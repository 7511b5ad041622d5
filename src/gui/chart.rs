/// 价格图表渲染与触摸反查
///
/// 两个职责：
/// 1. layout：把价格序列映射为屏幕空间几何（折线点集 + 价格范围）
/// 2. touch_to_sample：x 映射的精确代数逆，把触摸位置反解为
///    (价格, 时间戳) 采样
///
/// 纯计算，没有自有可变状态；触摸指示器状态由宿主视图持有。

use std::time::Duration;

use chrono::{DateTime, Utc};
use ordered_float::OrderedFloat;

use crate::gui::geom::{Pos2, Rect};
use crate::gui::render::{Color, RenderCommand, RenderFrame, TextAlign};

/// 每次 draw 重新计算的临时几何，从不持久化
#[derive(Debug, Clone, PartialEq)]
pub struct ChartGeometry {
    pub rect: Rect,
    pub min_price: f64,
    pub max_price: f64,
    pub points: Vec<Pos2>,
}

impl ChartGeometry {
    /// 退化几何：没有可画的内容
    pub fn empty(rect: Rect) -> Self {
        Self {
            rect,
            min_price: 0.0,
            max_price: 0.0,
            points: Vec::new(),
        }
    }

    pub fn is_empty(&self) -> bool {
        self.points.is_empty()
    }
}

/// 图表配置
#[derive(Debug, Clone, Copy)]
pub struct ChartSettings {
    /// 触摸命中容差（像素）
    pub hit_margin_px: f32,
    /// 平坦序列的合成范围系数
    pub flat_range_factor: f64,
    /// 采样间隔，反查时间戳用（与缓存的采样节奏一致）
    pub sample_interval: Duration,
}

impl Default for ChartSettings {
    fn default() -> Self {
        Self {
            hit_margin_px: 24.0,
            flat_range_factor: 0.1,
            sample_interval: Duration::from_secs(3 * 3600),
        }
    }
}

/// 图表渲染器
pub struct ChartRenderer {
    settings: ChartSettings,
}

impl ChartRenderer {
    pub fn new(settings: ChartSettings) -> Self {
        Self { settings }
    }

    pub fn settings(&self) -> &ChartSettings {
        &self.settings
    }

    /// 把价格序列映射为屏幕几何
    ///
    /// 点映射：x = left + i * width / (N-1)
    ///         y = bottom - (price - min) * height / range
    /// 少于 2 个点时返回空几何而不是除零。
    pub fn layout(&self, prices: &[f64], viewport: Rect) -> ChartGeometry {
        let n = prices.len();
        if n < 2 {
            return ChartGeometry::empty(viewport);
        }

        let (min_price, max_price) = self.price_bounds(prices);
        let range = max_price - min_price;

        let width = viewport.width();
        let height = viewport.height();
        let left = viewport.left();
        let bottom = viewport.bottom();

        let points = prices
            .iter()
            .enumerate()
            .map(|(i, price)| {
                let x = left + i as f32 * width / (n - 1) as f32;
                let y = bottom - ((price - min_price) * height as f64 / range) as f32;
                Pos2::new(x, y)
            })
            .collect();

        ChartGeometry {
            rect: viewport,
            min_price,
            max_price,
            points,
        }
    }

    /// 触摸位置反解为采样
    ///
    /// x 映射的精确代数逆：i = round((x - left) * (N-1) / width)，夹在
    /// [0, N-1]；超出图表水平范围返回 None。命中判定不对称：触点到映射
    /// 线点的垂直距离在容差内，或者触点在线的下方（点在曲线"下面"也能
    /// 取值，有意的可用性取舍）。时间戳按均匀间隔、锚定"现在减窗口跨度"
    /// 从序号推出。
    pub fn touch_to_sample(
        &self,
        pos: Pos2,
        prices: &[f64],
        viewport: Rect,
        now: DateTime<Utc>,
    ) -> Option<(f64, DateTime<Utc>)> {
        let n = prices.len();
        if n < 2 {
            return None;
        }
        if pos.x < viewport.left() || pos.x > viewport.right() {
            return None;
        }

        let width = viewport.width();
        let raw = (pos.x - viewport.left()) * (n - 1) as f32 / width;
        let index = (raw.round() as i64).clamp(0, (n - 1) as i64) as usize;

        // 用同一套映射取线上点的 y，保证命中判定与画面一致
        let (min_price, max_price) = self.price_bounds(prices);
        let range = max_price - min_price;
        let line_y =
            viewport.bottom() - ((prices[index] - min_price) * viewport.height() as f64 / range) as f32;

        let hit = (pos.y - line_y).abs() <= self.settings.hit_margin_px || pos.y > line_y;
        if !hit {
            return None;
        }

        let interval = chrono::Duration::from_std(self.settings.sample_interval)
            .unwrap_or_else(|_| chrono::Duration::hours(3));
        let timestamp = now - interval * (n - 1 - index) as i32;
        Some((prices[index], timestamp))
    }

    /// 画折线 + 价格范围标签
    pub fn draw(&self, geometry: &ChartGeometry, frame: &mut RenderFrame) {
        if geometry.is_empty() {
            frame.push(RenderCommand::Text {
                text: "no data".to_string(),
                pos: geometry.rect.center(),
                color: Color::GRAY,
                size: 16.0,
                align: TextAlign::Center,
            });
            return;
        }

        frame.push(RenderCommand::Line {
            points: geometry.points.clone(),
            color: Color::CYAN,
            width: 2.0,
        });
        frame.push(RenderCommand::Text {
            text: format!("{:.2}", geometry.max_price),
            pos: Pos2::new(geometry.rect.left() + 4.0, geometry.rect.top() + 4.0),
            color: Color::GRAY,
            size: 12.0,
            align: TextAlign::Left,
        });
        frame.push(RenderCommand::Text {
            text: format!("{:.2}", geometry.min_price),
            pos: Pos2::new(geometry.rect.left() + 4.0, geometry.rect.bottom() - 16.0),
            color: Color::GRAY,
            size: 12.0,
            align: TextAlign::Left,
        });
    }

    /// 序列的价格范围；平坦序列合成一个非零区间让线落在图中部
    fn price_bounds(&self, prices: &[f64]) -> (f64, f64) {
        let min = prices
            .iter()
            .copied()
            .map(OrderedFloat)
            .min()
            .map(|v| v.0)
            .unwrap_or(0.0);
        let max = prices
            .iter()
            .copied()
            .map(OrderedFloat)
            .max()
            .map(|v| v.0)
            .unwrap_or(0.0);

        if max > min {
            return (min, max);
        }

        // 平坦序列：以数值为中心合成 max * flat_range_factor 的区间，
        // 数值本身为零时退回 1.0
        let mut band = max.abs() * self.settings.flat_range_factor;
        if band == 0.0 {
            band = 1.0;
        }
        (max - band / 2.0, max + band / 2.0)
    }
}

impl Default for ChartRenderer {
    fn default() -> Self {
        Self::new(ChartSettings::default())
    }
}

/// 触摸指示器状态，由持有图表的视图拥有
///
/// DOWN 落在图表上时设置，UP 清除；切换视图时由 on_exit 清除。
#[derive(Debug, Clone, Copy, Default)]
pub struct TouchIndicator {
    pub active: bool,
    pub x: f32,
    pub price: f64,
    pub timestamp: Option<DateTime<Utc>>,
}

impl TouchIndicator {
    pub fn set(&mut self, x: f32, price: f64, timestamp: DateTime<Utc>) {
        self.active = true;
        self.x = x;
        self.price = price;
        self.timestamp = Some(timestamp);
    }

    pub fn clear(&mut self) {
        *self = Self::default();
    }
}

■ ■ ■ ■

→ TASK STATEMENT
Look for the string "Option" in the listing above and copy every line holding it.

→ ANSWER BOX
    ) -> Option<(f64, DateTime<Utc>)> {
    pub timestamp: Option<DateTime<Utc>>,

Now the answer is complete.